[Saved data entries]

_ _ _ _ _

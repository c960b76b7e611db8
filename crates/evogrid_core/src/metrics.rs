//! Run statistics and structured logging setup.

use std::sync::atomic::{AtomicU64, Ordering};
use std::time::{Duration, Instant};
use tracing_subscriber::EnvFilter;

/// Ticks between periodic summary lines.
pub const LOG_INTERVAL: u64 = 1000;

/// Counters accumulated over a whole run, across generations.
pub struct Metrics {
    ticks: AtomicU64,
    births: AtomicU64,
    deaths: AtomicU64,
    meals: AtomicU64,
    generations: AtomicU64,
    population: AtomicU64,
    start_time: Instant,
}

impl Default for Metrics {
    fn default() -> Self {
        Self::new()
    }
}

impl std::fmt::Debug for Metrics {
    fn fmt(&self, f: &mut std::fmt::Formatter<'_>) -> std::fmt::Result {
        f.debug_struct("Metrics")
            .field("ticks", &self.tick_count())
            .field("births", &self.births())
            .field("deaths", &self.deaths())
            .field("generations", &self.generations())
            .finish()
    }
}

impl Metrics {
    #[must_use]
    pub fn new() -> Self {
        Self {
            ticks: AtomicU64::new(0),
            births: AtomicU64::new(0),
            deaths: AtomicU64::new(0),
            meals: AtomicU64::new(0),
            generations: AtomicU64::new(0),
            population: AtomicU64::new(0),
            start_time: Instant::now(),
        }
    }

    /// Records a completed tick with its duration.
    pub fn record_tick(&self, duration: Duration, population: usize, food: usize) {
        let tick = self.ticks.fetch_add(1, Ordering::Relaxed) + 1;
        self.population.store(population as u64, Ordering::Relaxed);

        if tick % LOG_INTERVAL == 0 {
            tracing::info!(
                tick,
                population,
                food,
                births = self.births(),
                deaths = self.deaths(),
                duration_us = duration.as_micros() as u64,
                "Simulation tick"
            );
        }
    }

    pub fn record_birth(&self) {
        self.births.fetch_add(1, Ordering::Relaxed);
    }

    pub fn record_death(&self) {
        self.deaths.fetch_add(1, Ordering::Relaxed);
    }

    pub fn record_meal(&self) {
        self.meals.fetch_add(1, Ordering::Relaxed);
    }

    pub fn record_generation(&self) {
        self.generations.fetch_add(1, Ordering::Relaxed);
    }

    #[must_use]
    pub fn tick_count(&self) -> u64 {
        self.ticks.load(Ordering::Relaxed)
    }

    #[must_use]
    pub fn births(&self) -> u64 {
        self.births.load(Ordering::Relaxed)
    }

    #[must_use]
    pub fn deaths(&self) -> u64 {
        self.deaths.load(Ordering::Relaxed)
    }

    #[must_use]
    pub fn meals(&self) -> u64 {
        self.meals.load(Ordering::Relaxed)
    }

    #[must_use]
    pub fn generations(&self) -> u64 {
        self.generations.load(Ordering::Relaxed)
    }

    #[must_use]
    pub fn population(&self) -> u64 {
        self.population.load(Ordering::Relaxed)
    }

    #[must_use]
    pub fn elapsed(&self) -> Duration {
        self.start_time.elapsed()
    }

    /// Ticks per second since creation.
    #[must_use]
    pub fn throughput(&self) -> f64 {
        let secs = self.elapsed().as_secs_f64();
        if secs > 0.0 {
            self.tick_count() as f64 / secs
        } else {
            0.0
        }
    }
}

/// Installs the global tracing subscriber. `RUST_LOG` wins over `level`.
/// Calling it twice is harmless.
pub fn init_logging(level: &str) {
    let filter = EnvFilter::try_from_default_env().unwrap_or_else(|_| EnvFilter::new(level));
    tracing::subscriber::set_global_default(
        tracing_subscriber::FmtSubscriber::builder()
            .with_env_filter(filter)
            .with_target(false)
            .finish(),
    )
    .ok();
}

_ _ _ _ _

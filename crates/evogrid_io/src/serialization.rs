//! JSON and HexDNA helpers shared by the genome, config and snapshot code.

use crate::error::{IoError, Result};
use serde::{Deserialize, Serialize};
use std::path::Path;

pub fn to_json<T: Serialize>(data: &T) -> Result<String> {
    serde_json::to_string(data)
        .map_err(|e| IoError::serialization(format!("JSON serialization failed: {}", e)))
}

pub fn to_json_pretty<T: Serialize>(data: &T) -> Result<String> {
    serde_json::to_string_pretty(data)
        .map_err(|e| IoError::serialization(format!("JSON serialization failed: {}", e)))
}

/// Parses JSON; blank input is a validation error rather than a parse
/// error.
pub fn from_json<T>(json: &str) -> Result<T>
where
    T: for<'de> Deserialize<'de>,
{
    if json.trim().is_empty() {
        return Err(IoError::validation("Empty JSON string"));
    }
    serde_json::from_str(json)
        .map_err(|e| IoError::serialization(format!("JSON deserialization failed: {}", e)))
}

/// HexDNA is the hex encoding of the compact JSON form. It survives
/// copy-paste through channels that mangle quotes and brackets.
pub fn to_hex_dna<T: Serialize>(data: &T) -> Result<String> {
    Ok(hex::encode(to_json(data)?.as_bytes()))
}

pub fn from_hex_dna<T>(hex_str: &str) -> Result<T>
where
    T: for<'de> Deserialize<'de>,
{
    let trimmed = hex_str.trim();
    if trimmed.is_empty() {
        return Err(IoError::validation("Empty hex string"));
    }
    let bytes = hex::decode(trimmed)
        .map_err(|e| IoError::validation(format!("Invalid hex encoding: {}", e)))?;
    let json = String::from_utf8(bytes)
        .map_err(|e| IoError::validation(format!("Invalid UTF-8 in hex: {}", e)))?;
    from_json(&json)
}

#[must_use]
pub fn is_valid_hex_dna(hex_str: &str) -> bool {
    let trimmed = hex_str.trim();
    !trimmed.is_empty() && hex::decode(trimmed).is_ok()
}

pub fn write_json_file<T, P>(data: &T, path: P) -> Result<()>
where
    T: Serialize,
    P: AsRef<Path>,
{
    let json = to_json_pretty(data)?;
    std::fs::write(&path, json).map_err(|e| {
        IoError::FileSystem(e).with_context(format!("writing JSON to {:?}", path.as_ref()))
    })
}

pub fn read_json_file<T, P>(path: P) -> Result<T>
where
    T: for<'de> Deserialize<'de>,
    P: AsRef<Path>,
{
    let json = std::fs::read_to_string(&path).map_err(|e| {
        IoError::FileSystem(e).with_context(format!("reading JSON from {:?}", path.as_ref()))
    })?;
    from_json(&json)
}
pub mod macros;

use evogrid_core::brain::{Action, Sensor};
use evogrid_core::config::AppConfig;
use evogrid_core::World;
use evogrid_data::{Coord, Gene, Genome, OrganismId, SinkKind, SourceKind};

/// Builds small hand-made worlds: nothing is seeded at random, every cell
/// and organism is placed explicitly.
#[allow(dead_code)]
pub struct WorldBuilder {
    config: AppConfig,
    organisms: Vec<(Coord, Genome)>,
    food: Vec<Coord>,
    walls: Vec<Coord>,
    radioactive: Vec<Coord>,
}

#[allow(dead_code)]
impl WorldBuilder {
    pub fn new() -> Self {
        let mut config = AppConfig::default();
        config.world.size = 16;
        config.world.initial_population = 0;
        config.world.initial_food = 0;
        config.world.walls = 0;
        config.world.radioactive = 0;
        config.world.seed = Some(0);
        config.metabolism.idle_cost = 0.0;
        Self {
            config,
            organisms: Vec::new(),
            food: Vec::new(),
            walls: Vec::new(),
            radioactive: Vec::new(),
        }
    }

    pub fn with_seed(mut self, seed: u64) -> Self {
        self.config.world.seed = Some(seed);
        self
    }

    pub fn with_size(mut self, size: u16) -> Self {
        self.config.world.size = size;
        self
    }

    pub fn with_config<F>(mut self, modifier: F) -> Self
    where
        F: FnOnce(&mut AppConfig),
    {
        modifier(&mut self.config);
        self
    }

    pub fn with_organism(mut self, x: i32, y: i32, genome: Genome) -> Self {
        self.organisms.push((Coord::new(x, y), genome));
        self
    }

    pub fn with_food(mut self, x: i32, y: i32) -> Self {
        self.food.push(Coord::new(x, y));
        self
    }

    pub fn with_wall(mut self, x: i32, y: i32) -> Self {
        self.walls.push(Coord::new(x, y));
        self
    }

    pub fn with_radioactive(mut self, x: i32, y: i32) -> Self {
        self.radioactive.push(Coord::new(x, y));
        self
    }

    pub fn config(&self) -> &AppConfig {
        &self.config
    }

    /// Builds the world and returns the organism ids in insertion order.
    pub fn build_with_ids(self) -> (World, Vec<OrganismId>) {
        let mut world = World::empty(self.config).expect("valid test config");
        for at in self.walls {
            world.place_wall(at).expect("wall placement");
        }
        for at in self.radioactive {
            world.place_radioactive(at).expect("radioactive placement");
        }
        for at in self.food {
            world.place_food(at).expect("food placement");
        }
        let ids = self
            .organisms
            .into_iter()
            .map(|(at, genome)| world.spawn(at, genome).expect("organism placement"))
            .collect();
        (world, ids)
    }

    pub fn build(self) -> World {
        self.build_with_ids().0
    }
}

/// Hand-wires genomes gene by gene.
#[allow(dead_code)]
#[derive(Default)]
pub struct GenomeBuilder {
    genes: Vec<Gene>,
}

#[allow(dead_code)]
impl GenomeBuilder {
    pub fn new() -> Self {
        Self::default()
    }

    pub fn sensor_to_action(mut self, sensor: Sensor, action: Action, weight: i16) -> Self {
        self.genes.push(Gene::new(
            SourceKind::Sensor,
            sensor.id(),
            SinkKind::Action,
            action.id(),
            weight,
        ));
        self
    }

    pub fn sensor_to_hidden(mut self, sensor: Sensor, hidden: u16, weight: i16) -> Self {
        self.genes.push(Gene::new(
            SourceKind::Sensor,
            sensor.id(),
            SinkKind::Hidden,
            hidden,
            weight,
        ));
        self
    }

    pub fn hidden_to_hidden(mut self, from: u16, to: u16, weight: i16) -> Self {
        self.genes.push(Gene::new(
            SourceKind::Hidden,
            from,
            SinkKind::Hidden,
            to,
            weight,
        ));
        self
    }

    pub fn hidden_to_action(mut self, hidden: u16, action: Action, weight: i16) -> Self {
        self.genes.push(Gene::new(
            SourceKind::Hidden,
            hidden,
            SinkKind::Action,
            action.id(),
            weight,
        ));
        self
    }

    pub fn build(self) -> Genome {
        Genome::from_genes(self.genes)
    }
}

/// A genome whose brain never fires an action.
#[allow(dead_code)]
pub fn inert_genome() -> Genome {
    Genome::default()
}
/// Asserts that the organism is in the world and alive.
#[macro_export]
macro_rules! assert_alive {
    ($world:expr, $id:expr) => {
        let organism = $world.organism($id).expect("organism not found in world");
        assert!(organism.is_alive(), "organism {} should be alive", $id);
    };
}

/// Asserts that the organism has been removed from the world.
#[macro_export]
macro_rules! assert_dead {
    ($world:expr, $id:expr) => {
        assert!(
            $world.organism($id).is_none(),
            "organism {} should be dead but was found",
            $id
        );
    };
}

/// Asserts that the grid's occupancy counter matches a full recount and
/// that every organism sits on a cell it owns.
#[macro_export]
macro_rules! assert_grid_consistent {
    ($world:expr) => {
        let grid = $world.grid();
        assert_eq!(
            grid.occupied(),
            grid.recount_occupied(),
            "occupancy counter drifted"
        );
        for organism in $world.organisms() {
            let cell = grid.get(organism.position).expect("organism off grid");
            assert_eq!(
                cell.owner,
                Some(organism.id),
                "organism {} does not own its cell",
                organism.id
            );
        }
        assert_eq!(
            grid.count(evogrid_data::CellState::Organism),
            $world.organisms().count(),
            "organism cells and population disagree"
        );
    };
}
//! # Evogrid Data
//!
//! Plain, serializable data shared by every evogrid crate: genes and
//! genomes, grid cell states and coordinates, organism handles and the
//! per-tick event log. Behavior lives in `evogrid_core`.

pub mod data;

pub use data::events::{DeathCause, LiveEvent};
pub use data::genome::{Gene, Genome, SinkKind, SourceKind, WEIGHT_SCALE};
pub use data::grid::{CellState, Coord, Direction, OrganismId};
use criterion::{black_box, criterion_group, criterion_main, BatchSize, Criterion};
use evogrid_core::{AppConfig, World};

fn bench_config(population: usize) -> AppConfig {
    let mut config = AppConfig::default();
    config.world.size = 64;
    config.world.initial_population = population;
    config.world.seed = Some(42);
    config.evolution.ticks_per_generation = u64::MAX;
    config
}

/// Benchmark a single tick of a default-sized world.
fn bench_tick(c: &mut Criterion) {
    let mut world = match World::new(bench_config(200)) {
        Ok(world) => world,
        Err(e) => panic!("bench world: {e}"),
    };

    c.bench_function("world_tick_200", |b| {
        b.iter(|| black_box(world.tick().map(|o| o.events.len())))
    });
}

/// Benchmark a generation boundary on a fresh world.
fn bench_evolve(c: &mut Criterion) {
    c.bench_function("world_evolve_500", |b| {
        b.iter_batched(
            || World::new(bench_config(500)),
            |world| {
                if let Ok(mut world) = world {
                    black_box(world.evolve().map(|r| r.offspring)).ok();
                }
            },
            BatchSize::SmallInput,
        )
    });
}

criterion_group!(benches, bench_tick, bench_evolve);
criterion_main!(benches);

_ _ _ _ _

→ YOUR OBJECTIVE
Transcribe the lines above between the line holding "pub const LOG_INTERVAL: u64 = 1000;" and the line holding "let tick = self.ticks.fetch_add(1, Ordering::Relaxed)", inclusive, exactly as they stand and with nothing added.

→ SOLUTION BELOW
pub const LOG_INTERVAL: u64 = 1000;

/// Counters accumulated over a whole run, across generations.
pub struct Metrics {
    ticks: AtomicU64,
    births: AtomicU64,
    deaths: AtomicU64,
    meals: AtomicU64,
    generations: AtomicU64,
    population: AtomicU64,
    start_time: Instant,
}

impl Default for Metrics {
    fn default() -> Self {
        Self::new()
    }
}

impl std::fmt::Debug for Metrics {
    fn fmt(&self, f: &mut std::fmt::Formatter<'_>) -> std::fmt::Result {
        f.debug_struct("Metrics")
            .field("ticks", &self.tick_count())
            .field("births", &self.births())
            .field("deaths", &self.deaths())
            .field("generations", &self.generations())
            .finish()
    }
}

impl Metrics {
    #[must_use]
    pub fn new() -> Self {
        Self {
            ticks: AtomicU64::new(0),
            births: AtomicU64::new(0),
            deaths: AtomicU64::new(0),
            meals: AtomicU64::new(0),
            generations: AtomicU64::new(0),
            population: AtomicU64::new(0),
            start_time: Instant::now(),
        }
    }

    /// Records a completed tick with its duration.
    pub fn record_tick(&self, duration: Duration, population: usize, food: usize) {
        let tick = self.ticks.fetch_add(1, Ordering::Relaxed) + 1;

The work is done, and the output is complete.